- Your objective
Go through the records underneath and write each one out again exactly.

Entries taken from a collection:
== Segment start ==

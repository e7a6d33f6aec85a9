use serde::{Deserialize, Serialize};
use utoipa::ToSchema;

#[derive(Debug, Serialize, Deserialize, ToSchema)]
pub struct ContactFormRequest {
    pub title: String,
    pub content: String,
    pub email: String,
}
pub mod admin;
pub mod comment;
pub mod common;
pub mod contact;
pub mod entitlement;
pub mod gift;
pub mod membership;
pub mod novel;
pub mod pagination;
pub mod reading;
pub mod user;

pub use admin::*;
pub use comment::*;
pub use common::*;
pub use contact::*;
pub use entitlement::*;
pub use gift::*;
pub use membership::*;
pub use novel::*;
pub use pagination::*;
pub use reading::*;
pub use user::*;
use chrono::{DateTime, Utc};
use sea_orm::entity::prelude::*;

/// Admin-managed reference data. `price` is in whole USD, `price_cn` in
/// whole CNY; minor units are derived at intent-creation time.
#[derive(Clone, Debug, PartialEq, DeriveEntityModel, Eq)]
#[sea_orm(table_name = "membership_plans")]
pub struct Model {
    #[sea_orm(primary_key)]
    pub id: i64,
    pub name: String,
    pub description: Option<String>,
    pub price: i64,
    pub price_cn: i64,
    pub duration: i32,
    #[sea_orm(column_type = "JsonBinary", nullable)]
    pub features: Option<Json>,
    pub created_at: Option<DateTime<Utc>>,
    pub updated_at: Option<DateTime<Utc>>,
}

#[derive(Copy, Clone, Debug, EnumIter, DeriveRelation)]
pub enum Relation {}

impl ActiveModelBehavior for ActiveModel {}
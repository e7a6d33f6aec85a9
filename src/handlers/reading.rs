use crate::error::AppError;
use crate::middlewares::current_user_id;
use crate::models::*;
use crate::services::{IdentityService, ReadingService};
use actix_web::{HttpRequest, HttpResponse, ResponseError, Result, web};
use serde_json::json;

#[utoipa::path(
    get,
    path = "/reading_records",
    tag = "reading",
    params(
        ("month" = String, Query, description = "统计月份 YYYY-MM"),
        ("filter" = String, Query, description = "user | novel | author")
    ),
    security(("bearer_auth" = [])),
    responses(
        (status = 200, description = "按维度汇总的阅读时长，降序"),
        (status = 401, description = "未授权"),
        (status = 403, description = "仅管理员")
    )
)]
pub async fn reading_stats(
    reading_service: web::Data<ReadingService>,
    identity_service: web::Data<IdentityService>,
    req: HttpRequest,
    query: web::Query<ReadingStatsQuery>,
) -> Result<HttpResponse> {
    let identity = identity_service.resolve(current_user_id(&req)).await;
    if !identity.is_authenticated() {
        return Ok(AppError::AuthError("User not authenticated".to_string()).error_response());
    }
    if !identity.is_admin {
        return Ok(AppError::Forbidden("Admin role required".to_string()).error_response());
    }

    match reading_service.monthly_stats(&query.month, query.filter).await {
        Ok(stats) => Ok(HttpResponse::Ok().json(json!({
            "success": true,
            "data": { "records": stats }
        }))),
        Err(e) => Ok(e.error_response()),
    }
}

#[utoipa::path(
    post,
    path = "/reading_records",
    tag = "reading",
    request_body = RecordReadingRequest,
    security(("bearer_auth" = [])),
    responses(
        (status = 200, description = "阅读时长已累加"),
        (status = 401, description = "未授权")
    )
)]
pub async fn record_reading(
    reading_service: web::Data<ReadingService>,
    req: HttpRequest,
    request: web::Json<RecordReadingRequest>,
) -> Result<HttpResponse> {
    let Some(user_id) = current_user_id(&req) else {
        return Ok(AppError::AuthError("User not authenticated".to_string()).error_response());
    };

    match reading_service.record_reading(user_id, request.into_inner()).await {
        Ok(()) => Ok(HttpResponse::Ok().json(json!({
            "success": true
        }))),
        Err(e) => Ok(e.error_response()),
    }
}

pub fn reading_config(cfg: &mut web::ServiceConfig) {
    cfg.route("/reading_records", web::get().to(reading_stats))
        .route("/reading_records", web::post().to(record_reading));
}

== Segment end ==

- Solved problem
repository e7a6d33f6aec85a9
use serde::{Deserialize, Serialize};
use utoipa::ToSchema;

#[derive(Debug, Serialize, Deserialize, ToSchema)]
pub struct ContactFormRequest {
    pub title: String,
    pub content: String,
    pub email: String,
}
pub mod admin;
pub mod comment;
pub mod common;
pub mod contact;
pub mod entitlement;
pub mod gift;
pub mod membership;
pub mod novel;
pub mod pagination;
pub mod reading;
pub mod user;

pub use admin::*;
pub use comment::*;
pub use common::*;
pub use contact::*;
pub use entitlement::*;
pub use gift::*;
pub use membership::*;
pub use novel::*;
pub use pagination::*;
pub use reading::*;
pub use user::*;
use chrono::{DateTime, Utc};
use sea_orm::entity::prelude::*;

/// Admin-managed reference data. `price` is in whole USD, `price_cn` in
/// whole CNY; minor units are derived at intent-creation time.
#[derive(Clone, Debug, PartialEq, DeriveEntityModel, Eq)]
#[sea_orm(table_name = "membership_plans")]
pub struct Model {
    #[sea_orm(primary_key)]
    pub id: i64,
    pub name: String,
    pub description: Option<String>,
    pub price: i64,
    pub price_cn: i64,
    pub duration: i32,
    #[sea_orm(column_type = "JsonBinary", nullable)]
    pub features: Option<Json>,
    pub created_at: Option<DateTime<Utc>>,
    pub updated_at: Option<DateTime<Utc>>,
}

#[derive(Copy, Clone, Debug, EnumIter, DeriveRelation)]
pub enum Relation {}

impl ActiveModelBehavior for ActiveModel {}
repository e7a6d33f6aec85a9
filename src/handlers/reading.rs
use crate::error::AppError;
use crate::middlewares::current_user_id;
use crate::models::*;
use crate::services::{IdentityService, ReadingService};
use actix_web::{HttpRequest, HttpResponse, ResponseError, Result, web};
use serde_json::json;

#[utoipa::path(
    get,
    path = "/reading_records",
    tag = "reading",
    params(
        ("month" = String, Query, description = "统计月份 YYYY-MM"),
        ("filter" = String, Query, description = "user | novel | author")
    ),
    security(("bearer_auth" = [])),
    responses(
        (status = 200, description = "按维度汇总的阅读时长，降序"),
        (status = 401, description = "未授权"),
        (status = 403, description = "仅管理员")
    )
)]
pub async fn reading_stats(
    reading_service: web::Data<ReadingService>,
    identity_service: web::Data<IdentityService>,
    req: HttpRequest,
    query: web::Query<ReadingStatsQuery>,
) -> Result<HttpResponse> {
    let identity = identity_service.resolve(current_user_id(&req)).await;
    if !identity.is_authenticated() {
        return Ok(AppError::AuthError("User not authenticated".to_string()).error_response());
    }
    if !identity.is_admin {
        return Ok(AppError::Forbidden("Admin role required".to_string()).error_response());
    }

    match reading_service.monthly_stats(&query.month, query.filter).await {
        Ok(stats) => Ok(HttpResponse::Ok().json(json!({
            "success": true,
            "data": { "records": stats }
        }))),
        Err(e) => Ok(e.error_response()),
    }
}

#[utoipa::path(
    post,
    path = "/reading_records",
    tag = "reading",
    request_body = RecordReadingRequest,
    security(("bearer_auth" = [])),
    responses(
        (status = 200, description = "阅读时长已累加"),
        (status = 401, description = "未授权")
    )
)]
pub async fn record_reading(
    reading_service: web::Data<ReadingService>,
    req: HttpRequest,
    request: web::Json<RecordReadingRequest>,
) -> Result<HttpResponse> {
    let Some(user_id) = current_user_id(&req) else {
        return Ok(AppError::AuthError("User not authenticated".to_string()).error_response());
    };

    match reading_service.record_reading(user_id, request.into_inner()).await {
        Ok(()) => Ok(HttpResponse::Ok().json(json!({
            "success": true
        }))),
        Err(e) => Ok(e.error_response()),
    }
}

pub fn reading_config(cfg: &mut web::ServiceConfig) {
    cfg.route("/reading_records", web::get().to(reading_stats))
        .route("/reading_records", web::post().to(record_reading));
}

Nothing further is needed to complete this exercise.